3.7 Assessment of Methodological Quality
All studies were assessed against the CASP tool (Table 2) against criteria aimed at evaluating the quality and reliability of the research. The assessment of the 11 qualitative research studies indicated consistently high quality. The “strong” results were achieved by having a score of between eight and ten “yes” scores, respectively. All 11 studies were strong across all criteria of the CASP tool. Ten of the included studies scored 10 (de Jager et al. 2016; Gray and Deane 2016; Hargreaves et al. 2017; Lee et al. 2020; Ngubane et al. 2019; Nowak et al. 2017; Peter and Jungbauer 2018; Sunskis et al. 2017; Tuffour 2020; Williams et al. 2018), with one scoring nine (Sangeorzan et al. 2019).
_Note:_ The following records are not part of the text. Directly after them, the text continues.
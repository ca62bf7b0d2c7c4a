// Fieldgate Rust Source Code File
//
// Copyright 2024-2026 Fieldgate Project Developers. All rights reserved.
//
// Licensed under the BSD 3-Clause license. See LICENSE file in the project root
// for full license information.

use chrono::{DateTime, Utc};
use fieldgate_anomaly::{AnomalyDetector, AnomalyReport, AnomalySummary, DetectionContext, Observation};
use fieldgate_core::errors::{GatewayError, GatewayResult, ValidationError};
use fieldgate_core::util::raw_digest;
use fieldgate_core::{Deadline, Fingerprint, ProtocolRegistry, Reading, TypedValue};
use fieldgate_descriptor::{DescriptorStore, DeviceDescriptor, builtin};
use fieldgate_ml::{ModelBundle, ModelInfo};
use fieldgate_server::transport::{ProtocolConnector, RawAddress};
use fieldgate_server::{ConnectionManager, DeviceResolver, Intent, Plan, QueryDispatcher, SessionCandidate, SessionState};
use fieldgate_vector::{HashEmbedder, IndexStats, VectorIndex, descriptor_summary};
use getset::Getters;
use serde::Serialize;
use std::collections::BTreeMap;
use std::path::{Path, PathBuf};
use std::sync::Arc;
use std::time::Duration;
use tokio::sync::RwLock;
use tracing::{info, warn};

const DEFAULT_OP_DEADLINE: Duration = Duration::from_secs(10);

/// Builder wiring a [`Gateway`] together. Storage, models, connectors, and
/// tuning knobs are all decided here; the finished gateway is immutable in
/// configuration.
pub struct GatewayBuilder {
  storage_dir: Option<PathBuf>,
  models: Option<ModelBundle>,
  connectors: Vec<Arc<dyn ProtocolConnector>>,
  dimension: usize,
  idle_ttl: Option<Duration>,
  accept_threshold: Option<f32>,
  seed_builtins: bool,
  default_deadline: Duration,
}

impl Default for GatewayBuilder {
  fn default() -> Self {
    Self {
      storage_dir: None,
      models: None,
      connectors: Vec::new(),
      dimension: fieldgate_vector::DEFAULT_DIMENSION,
      idle_ttl: None,
      accept_threshold: None,
      seed_builtins: true,
      default_deadline: DEFAULT_OP_DEADLINE,
    }
  }
}

impl GatewayBuilder {
  /// Persist descriptors, the vector index, and model files under `dir`.
  /// Without a storage dir the gateway is fully in-memory.
  pub fn storage_dir(mut self, dir: &Path) -> Self {
    self.storage_dir = Some(dir.to_owned());
    self
  }

  /// Use an explicit model bundle instead of loading from storage.
  pub fn models(mut self, models: ModelBundle) -> Self {
    self.models = Some(models);
    self
  }

  pub fn connector(mut self, connector: Arc<dyn ProtocolConnector>) -> Self {
    self.connectors.push(connector);
    self
  }

  /// Register the three stock protocol connectors.
  pub fn default_connectors(self) -> Self {
    self
      .connector(Arc::new(fieldgate_proto_rest::RestConnector::default()))
      .connector(Arc::new(fieldgate_proto_bacnet::BacnetConnector::default()))
      .connector(Arc::new(fieldgate_proto_modbus::ModbusConnector::default()))
  }

  pub fn idle_ttl(mut self, ttl: Duration) -> Self {
    self.idle_ttl = Some(ttl);
    self
  }

  pub fn accept_threshold(mut self, threshold: f32) -> Self {
    self.accept_threshold = Some(threshold);
    self
  }

  pub fn seed_builtins(mut self, seed: bool) -> Self {
    self.seed_builtins = seed;
    self
  }

  pub fn default_deadline(mut self, deadline: Duration) -> Self {
    self.default_deadline = deadline;
    self
  }

  pub async fn finish(self) -> GatewayResult<Gateway> {
    let registry = Arc::new(ProtocolRegistry::with_defaults());

    let store = Arc::new(match &self.storage_dir {
      Some(dir) => DescriptorStore::open(&dir.join("descriptors"))?,
      None => DescriptorStore::ephemeral(),
    });
    if store.is_empty() && self.seed_builtins {
      for descriptor in builtin::all() {
        store.insert(descriptor)?;
      }
      info!("seeded {} built-in descriptors", store.len());
    }

    let models = Arc::new(match self.models {
      Some(models) => models,
      None => match &self.storage_dir {
        Some(dir) => ModelBundle::load(&dir.join("models")),
        None => ModelBundle::rule_only(),
      },
    });

    let embedder = HashEmbedder::new(self.dimension);
    let index_path = self.storage_dir.as_ref().map(|dir| dir.join("index.bin"));
    let mut index = match &index_path {
      Some(path) if path.exists() => VectorIndex::load(path).map_err(|e| {
        GatewayError::Validation(ValidationError::InvariantViolation(format!(
          "cannot load vector index: {e}"
        )))
      })?,
      _ => VectorIndex::new(self.dimension),
    };
    // Index whatever the store holds; digest keying makes this idempotent.
    let mut index_dirty = false;
    for descriptor in store.all() {
      let summary = descriptor_summary(&descriptor);
      let inserted = index
        .insert(descriptor.device_id(), embedder.embed(&summary), raw_digest(&summary))
        .map_err(|e| {
          GatewayError::Validation(ValidationError::InvariantViolation(format!(
            "cannot index descriptor {}: {e}",
            descriptor.device_id()
          )))
        })?;
      index_dirty |= inserted;
    }
    if index_dirty {
      if let Some(path) = &index_path {
        index.persist(path).map_err(|e| {
          GatewayError::Validation(ValidationError::InvariantViolation(format!(
            "cannot persist vector index: {e}"
          )))
        })?;
      }
    }
    let index = Arc::new(RwLock::new(index));

    let mut manager = ConnectionManager::new(registry.clone());
    if let Some(ttl) = self.idle_ttl {
      manager = manager.with_idle_ttl(ttl);
    }
    for connector in self.connectors {
      manager.register_connector(connector);
    }

    let mut resolver = DeviceResolver::new(models.clone(), embedder.clone(), index.clone(), store.clone());
    if let Some(threshold) = self.accept_threshold {
      resolver = resolver.with_accept_threshold(threshold);
    }

    Ok(Gateway {
      registry,
      store,
      embedder,
      index,
      index_path,
      detector: AnomalyDetector::new(models.clone()),
      dispatcher: QueryDispatcher::new(models.clone()),
      models,
      manager,
      resolver,
      default_deadline: self.default_deadline,
    })
  }
}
There was one study that did not meet the criteria- “relationships between researcher and respondents”- but this was expected as the data collected by Sangeorzan et al. (2019) was limited as regards depth of content by the inability to ask follow- up questions. The study aimed to investigate the experiences of respondents with self-identified SMIs (Serious Mental Illness) who video log about their SMI on YouTube. CASP qualitative information regarding how those with schizophrenia experience the process of recovery making their findings meaningful in this context and purposeful as reliable and well formulated sources for analysis.